I cittadini dell’UE sono preoccupati per la sicurezza alimentare?

In una recente indagine Eurobarometro sulla sicurezza alimentare nell’UE, sette intervistati su dieci in tutta l’UE (70%) hanno dichiarato di essere “personalmente interessati” al tema della sicurezza alimentare.

Se il prezzo degli alimenti resta il criterio che più influenza gli acquisti di prodotti alimentari, seguito dai gusti, quasi la metà dei consumatori pensa anche alla sicurezza alimentare. Il 41% dei cittadini dà per scontato che gli alimenti acquistati siano sicuri.

Dall’indagine risulta anche che la maggior parte dei cittadini riconosce che lo stato dell’ambiente, degli animali e delle piante incide sulla salute umana.

La legislazione alimentare generale è ancora adatta alla complessità della filiera alimentare?

Dall’adozione della legislazione alimentare generale, il contesto politico e socioeconomico si è evoluto, andando ad influire sulla percezione e sulle aspettative dei consumatori riguardo alla filiera alimentare. Eppure, questa legislazione resta attuale e pertinente nell’affrontare la complessità della filiera alimentare, come confermano le conclusioni della valutazione REFIT della Commissione del 2018 sull’adeguatezza ed efficacia della legislazione.

Inoltre, la legislazione alimentare generale è stata modificata nel 2019 dal regolamento sulla trasparenza per garantire un miglior coordinamento della comunicazione dei rischi e per rafforzare ulteriormente la limpidezza della valutazione dei rischi e l’affidabilità e l’indipendenza degli studi alla base delle valutazioni dell’EFSA, tutelando al contempo la legittimità delle informazioni commerciali riservate.

L’EFSA guarda avanti con la strategia 2027. Perché era necessaria una nuova strategia?
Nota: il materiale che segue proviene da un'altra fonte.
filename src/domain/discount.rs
use {
    super::error::{BookingError, DiscountError},
    super::id::DiscountCode,
    super::money::MoneyAmount,
    chrono::{DateTime, Utc},
    serde::{Deserialize, Serialize},
    uuid::Uuid,
};

#[derive(Debug, Clone, Copy, PartialEq, Eq, Serialize, Deserialize)]
#[serde(tag = "type", content = "value", rename_all = "lowercase")]
pub enum DiscountKind {
    /// Whole percent of the subtotal, 0..=100.
    Percent(u32),
    /// Fixed amount off, capped at the subtotal.
    Amount(MoneyAmount),
}

impl DiscountKind {
    pub fn as_str(&self) -> &'static str {
        match self {
            Self::Percent(_) => "percent",
            Self::Amount(_) => "amount",
        }
    }

    /// Rebuild from the stored `(kind, value)` column pair.
    pub fn from_parts(kind: &str, value: i64) -> Result<Self, BookingError> {
        match kind {
            "percent" => {
                let pct = u32::try_from(value)
                    .ok()
                    .filter(|p| *p <= 100)
                    .ok_or_else(|| {
                        BookingError::Validation(format!("percent out of range: {value}"))
                    })?;
                Ok(Self::Percent(pct))
            }
            "amount" => Ok(Self::Amount(MoneyAmount::new(value)?)),
            other => Err(BookingError::Validation(format!(
                "unknown discount kind: {other}"
            ))),
        }
    }

    pub fn value(&self) -> i64 {
        match self {
            Self::Percent(p) => i64::from(*p),
            Self::Amount(a) => a.cents(),
        }
    }
}

#[derive(Debug, Clone, Serialize)]
pub struct Discount {
    pub id: Uuid,
    pub code: DiscountCode,
    pub kind: DiscountKind,
    pub active: bool,
    pub valid_from: DateTime<Utc>,
    pub valid_to: DateTime<Utc>,
    pub usage_limit: Option<i64>,
    pub used_count: i64,
    /// Scoped to one event when set.
    pub event_id: Option<Uuid>,
}

impl Discount {
    pub fn has_uses_left(&self) -> bool {
        self.usage_limit.is_none_or(|limit| self.used_count < limit)
    }
}

/// Check a looked-up discount against the booking's event at `now`.
///
/// Does not touch `used_count`; usage is taken when the reservation is
/// persisted.
pub fn validate_discount(
    discount: Option<&Discount>,
    event_id: Uuid,
    now: DateTime<Utc>,
) -> Result<DiscountKind, DiscountError> {
    let discount = discount.ok_or(DiscountError::NotFound)?;

    if !discount.active {
        return Err(DiscountError::Inactive);
    }
    if now < discount.valid_from || now > discount.valid_to {
        return Err(DiscountError::Expired);
    }
    if !discount.has_uses_left() {
        return Err(DiscountError::LimitReached);
    }
    if discount.event_id.is_some_and(|scoped| scoped != event_id) {
        return Err(DiscountError::EventMismatch);
    }

    Ok(discount.kind)
}
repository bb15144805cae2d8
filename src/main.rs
use {
    box_office::{
        AppState,
        adapters::{
            notifier::LogNotifier, stripe_client::StripeGateway, ticket_codes::FsTicketCodeStore,
        },
        config::AppConfig,
        infra::postgres::PgStore,
        services::{
            cancellation::CancellationService, checkout::CheckoutService,
            confirmation::ConfirmationService, sweeper::run_reservation_sweeper,
        },
    },
    sqlx::postgres::PgPoolOptions,
    std::{sync::Arc, time::Duration},
    tokio::{signal, sync::watch},
    tower::ServiceBuilder,
    tower_http::{timeout::TimeoutLayer, trace::TraceLayer},
    tracing_subscriber::EnvFilter,
};

#[tokio::main]
async fn main() -> Result<(), Box<dyn std::error::Error>> {
    tracing_subscriber::fmt()
        .with_env_filter(EnvFilter::try_from_default_env().unwrap_or_else(|_| "info".into()))
        .init();

    let config = AppConfig::from_env()?;

    let pool = PgPoolOptions::new()
        .max_connections(config.database_max_connections)
        .acquire_timeout(Duration::from_secs(3))
        .connect(&config.database_url)
        .await?;
    sqlx::migrate!("./migrations").run(&pool).await?;

    let store: Arc<PgStore> = Arc::new(PgStore::new(pool));
    let gateway = Arc::new(StripeGateway::new(&config.stripe_secret_key));
    let codes = Arc::new(FsTicketCodeStore::new(
        &config.ticket_code_dir,
        config.ticket_code_base_url.clone(),
        config.ticket_code_secret.as_bytes(),
    ));

    let state = AppState {
        store: store.clone(),
        checkout: Arc::new(CheckoutService::new(
            store.clone(),
            gateway.clone(),
            config.checkout(),
        )),
        confirmation: Arc::new(ConfirmationService::new(
            store.clone(),
            gateway.clone(),
            codes,
            Arc::new(LogNotifier),
            config.loyalty,
            config.gateway_timeout(),
        )),
        cancellation: Arc::new(CancellationService::new(
            store.clone(),
            gateway,
            config.gateway_timeout(),
        )),
        stripe_webhook_secret: config.stripe_webhook_secret.clone().into(),
    };

    let (shutdown_tx, shutdown_rx) = watch::channel(false);
    let sweeper = tokio::spawn(run_reservation_sweeper(
        store,
        config.sweep_interval(),
        shutdown_rx,
    ));

    let app = box_office::router(state).layer(
        ServiceBuilder::new()
            .layer(TraceLayer::new_for_http())
            .layer(TimeoutLayer::new(config.request_timeout())),
    );

    let listener = tokio::net::TcpListener::bind(config.listen_addr).await?;
    tracing::info!(addr = %config.listen_addr, "listening");
    axum::serve(listener, app)
        .with_graceful_shutdown(shutdown_signal())
        .await?;

    let _ = shutdown_tx.send(true);
    if let Err(e) = sweeper.await {
        tracing::error!(error = %e, "sweeper task panicked");
    }
    Ok(())
}

async fn shutdown_signal() {
    let ctrl_c = async {
        signal::ctrl_c().await.expect("failed to listen for ctrl+c");
    };

    let terminate = async {
        signal::unix::signal(signal::unix::SignalKind::terminate())
            .expect("failed to listen for SIGTERM")
            .recv()
            .await;
    };

    tokio::select! {
        _ = ctrl_c => tracing::info!("received ctrl+c, shutting down"),
        _ = terminate => tracing::info!("received SIGTERM, shutting down"),
    }
}
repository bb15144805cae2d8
pub mod memory;
pub mod postgres;
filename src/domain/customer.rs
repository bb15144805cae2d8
use {
    chrono::{DateTime, Utc},
    serde::Serialize,
    uuid::Uuid,
};

#[derive(Debug, Clone, Serialize)]
pub struct Customer {
    pub id: Uuid,
    pub email: String,
    pub name: String,
    /// Gateway-side customer handle, resolved lazily at first checkout.
    pub payment_customer_ref: Option<String>,
}

#[derive(Debug, Clone, Serialize)]
pub struct LoyaltyAccount {
    pub customer_id: Uuid,
    pub points: i64,
    pub last_updated: DateTime<Utc>,
    pub description: String,
}
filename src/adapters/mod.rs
pub mod api_errors;
pub mod http;
pub mod notifier;
pub mod stripe_client;
pub mod stripe_webhook;
pub mod ticket_codes;
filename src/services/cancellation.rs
use {
    crate::domain::{
        booking::{BookingStatus, ensure_cancellable},
        error::BookingError,
        gateway::PaymentGateway,
        payment::PaymentStatus,
        store::BookingStore,
    },
    crate::services::checkout::with_timeout,
    chrono::{DateTime, Utc},
    std::sync::Arc,
    uuid::Uuid,
};

pub struct CancellationService {
    store: Arc<dyn BookingStore>,
    gateway: Arc<dyn PaymentGateway>,
    gateway_timeout: std::time::Duration,
}

impl CancellationService {
    pub fn new(
        store: Arc<dyn BookingStore>,
        gateway: Arc<dyn PaymentGateway>,
        gateway_timeout: std::time::Duration,
    ) -> Self {
        Self {
            store,
            gateway,
            gateway_timeout,
        }
    }

    /// Customer-initiated `Confirmed → Cancelled`, allowed until 24h before
    /// the event. All tickets are invalidated (`used = true`).
    pub async fn cancel_booking(
        &self,
        booking_id: Uuid,
        customer_id: Uuid,
        now: DateTime<Utc>,
    ) -> Result<BookingStatus, BookingError> {
        let details = self
            .store
            .load_booking(booking_id)
            .await?
            .filter(|d| d.booking.customer_id == customer_id)
            .ok_or_else(|| BookingError::NotFound(format!("booking {booking_id}")))?;

        ensure_cancellable(details.booking.status, details.event.starts_at, now)?;

        if !self.store.cancel(booking_id, now).await? {
            let current = self
                .store
                .load_booking(booking_id)
                .await?
                .map(|d| d.booking.status.to_string())
                .unwrap_or_else(|| "missing".to_string());
            return Err(BookingError::InvalidTransition {
                from: current,
                to: BookingStatus::Cancelled.to_string(),
            });
        }

        tracing::info!(
            booking_id = %booking_id,
            reference = %details.booking.reference,
            tickets = details.tickets.len(),
            "booking cancelled, tickets invalidated"
        );
        Ok(BookingStatus::Cancelled)
    }

    /// Refund the payment of a cancelled booking. Repeating the call after
    /// success is a no-op that reports `Refunded`.
    pub async fn refund_booking(&self, booking_id: Uuid) -> Result<PaymentStatus, BookingError> {
        let details = self
            .store
            .load_booking(booking_id)
            .await?
            .ok_or_else(|| BookingError::NotFound(format!("booking {booking_id}")))?;

        if details.booking.status != BookingStatus::Cancelled {
            return Err(BookingError::InvalidTransition {
                from: details.booking.status.to_string(),
                to: "refunded".to_string(),
            });
        }
        let payment = details
            .payment
            .ok_or_else(|| BookingError::NotFound(format!("payment for booking {booking_id}")))?;

        match payment.status {
            PaymentStatus::Refunded => return Ok(PaymentStatus::Refunded),
            PaymentStatus::Completed => {}
            other => {
                return Err(BookingError::InvalidTransition {
                    from: other.to_string(),
                    to: PaymentStatus::Refunded.to_string(),
                });
            }
        }

        let accepted = with_timeout(
            self.gateway_timeout,
            self.gateway.refund(&payment.transaction_id, None),
        )
        .await?;
        if !accepted {
            return Err(BookingError::Gateway(format!(
                "refund declined for {}",
                payment.transaction_id
            )));
        }

        self.store.mark_payment_refunded(booking_id).await?;
        tracing::info!(
            booking_id = %booking_id,
            transaction_id = %payment.transaction_id,
            amount = %payment.money,
            "payment refunded"
        );
        Ok(PaymentStatus::Refunded)
    }
}
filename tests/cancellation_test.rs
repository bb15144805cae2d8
mod common;

use box_office::domain::booking::BookingStatus;
use box_office::domain::error::BookingError;
use box_office::domain::payment::PaymentStatus;
use chrono::Duration;
use common::*;
use std::sync::atomic::Ordering;
use uuid::Uuid;

/// Reserve and confirm one booking of `qty` tickets.
async fn confirmed_booking(w: &World, qty: i64) -> Uuid {
    let tier = w.add_tier("General", 3000, 100);
    let receipt = w.reserve(&[(tier.id, qty)]).await;
    let outcome = w
        .confirmation_service()
        .confirm_payment(&transaction_for(receipt.booking_id), receipt.booking_id, "client", w.now)
        .await
        .unwrap();
    assert!(outcome.is_confirmed());
    receipt.booking_id
}

// ── 15. cancel_inside_cutoff_is_refused ────────────────────────────────────
// Event starts in 23 hours; the 24h window has closed.

#[tokio::test]
async fn cancel_inside_cutoff_is_refused() {
    let w = World::new();
    let booking_id = confirmed_booking(&w, 2).await;
    let late = w.event.starts_at - Duration::hours(23);

    let result = w
        .cancellation_service()
        .cancel_booking(booking_id, w.customer.id, late)
        .await;

    assert!(matches!(result, Err(BookingError::CancellationWindowClosed)));
    assert_eq!(w.store.booking(booking_id).unwrap().status, BookingStatus::Confirmed);
    assert!(w.store.tickets_for(booking_id).iter().all(|t| !t.used));
}

// ── 16. cancel_before_cutoff_invalidates_tickets ───────────────────────────

#[tokio::test]
async fn cancel_before_cutoff_invalidates_tickets() {
    let w = World::new();
    let booking_id = confirmed_booking(&w, 3).await;
    let at = w.event.starts_at - Duration::hours(48);

    let status = w
        .cancellation_service()
        .cancel_booking(booking_id, w.customer.id, at)
        .await
        .unwrap();

    assert_eq!(status, BookingStatus::Cancelled);
    assert_eq!(w.store.booking(booking_id).unwrap().status, BookingStatus::Cancelled);
    let tickets = w.store.tickets_for(booking_id);
    assert_eq!(tickets.len(), 3);
    assert!(tickets.iter().all(|t| t.used && t.used_at == Some(at)));

    // second cancel is an invalid transition, not a silent success
    let again = w
        .cancellation_service()
        .cancel_booking(booking_id, w.customer.id, at)
        .await;
    assert!(matches!(again, Err(BookingError::InvalidTransition { .. })));
}

#[tokio::test]
async fn only_owner_can_cancel() {
    let w = World::new();
    let booking_id = confirmed_booking(&w, 1).await;
    let mallory = w.add_customer("Mallory");

    let result = w
        .cancellation_service()
        .cancel_booking(booking_id, mallory.id, w.now)
        .await;

    assert!(matches!(result, Err(BookingError::NotFound(_))));
    assert_eq!(w.store.booking(booking_id).unwrap().status, BookingStatus::Confirmed);
}

#[tokio::test]
async fn pending_booking_cannot_be_cancelled() {
    let w = World::new();
    let tier = w.add_tier("General", 3000, 100);
    let receipt = w.reserve(&[(tier.id, 1)]).await;

    let result = w
        .cancellation_service()
        .cancel_booking(receipt.booking_id, w.customer.id, w.now)
        .await;

    assert!(matches!(result, Err(BookingError::InvalidTransition { .. })));
}

// ── 17. refund_rules ───────────────────────────────────────────────────────

#[tokio::test]
async fn refund_of_cancelled_booking() {
    let w = World::new();
    let booking_id = confirmed_booking(&w, 2).await;
    let cancellation = w.cancellation_service();
    cancellation
        .cancel_booking(booking_id, w.customer.id, w.now)
        .await
        .unwrap();

    let status = cancellation.refund_booking(booking_id).await.unwrap();
    assert_eq!(status, PaymentStatus::Refunded);
    assert_eq!(
        w.store.payment(booking_id).unwrap().status,
        PaymentStatus::Refunded
    );
    assert_eq!(w.gateway.refunds(), vec![transaction_for(booking_id)]);

    // repeat is a no-op
    let again = cancellation.refund_booking(booking_id).await.unwrap();
    assert_eq!(again, PaymentStatus::Refunded);
    assert_eq!(w.gateway.refunds().len(), 1);

    let payment_id = w.store.payment(booking_id).unwrap().id;
    assert_eq!(w.store.audit_for(payment_id).len(), 1);
}

#[tokio::test]
async fn refund_requires_cancellation_first() {
    let w = World::new();
    let booking_id = confirmed_booking(&w, 1).await;

    let result = w.cancellation_service().refund_booking(booking_id).await;

    assert!(matches!(result, Err(BookingError::InvalidTransition { .. })));
    assert_eq!(
        w.store.payment(booking_id).unwrap().status,
        PaymentStatus::Completed
    );
    assert!(w.gateway.refunds().is_empty());
}

#[tokio::test]
async fn declined_refund_leaves_payment_completed() {
    let w = World::new();
    let booking_id = confirmed_booking(&w, 1).await;
    let cancellation = w.cancellation_service();
    cancellation
        .cancel_booking(booking_id, w.customer.id, w.now)
        .await
        .unwrap();
    w.gateway.refunds_declined.store(true, Ordering::SeqCst);

    let result = cancellation.refund_booking(booking_id).await;

    assert!(matches!(result, Err(BookingError::Gateway(_))));
    assert_eq!(
        w.store.payment(booking_id).unwrap().status,
        PaymentStatus::Completed
    );
}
Il regolamento sulla trasparenza, in vigore dal 2021, ha rafforzato il ruolo dell’EFSA. A causa delle sue maggiori responsabilità e degli sviluppi politici a livello dell’UE, come il Green Deal, la strategia “dal produttore al consumatore”, la strategia in materia di sostanze chimiche sostenibili e la strategia sulla biodiversità, il fulcro delle attività dell’EFSA sta cambiando.  Anche crisi globali come la pandemia e l’attuale guerra in Ucraina hanno serie conseguenze sulla filiera alimentare, sulla disponibilità e sulla sicurezza degli alimenti. La strategia 2027 era necessaria per definire in che modo l’EFSA intende rispondere al presente contesto in evoluzione per offrire un servizio sempre migliore ai suoi clienti, ai partner, alle parti interessate e al pubblico in generale.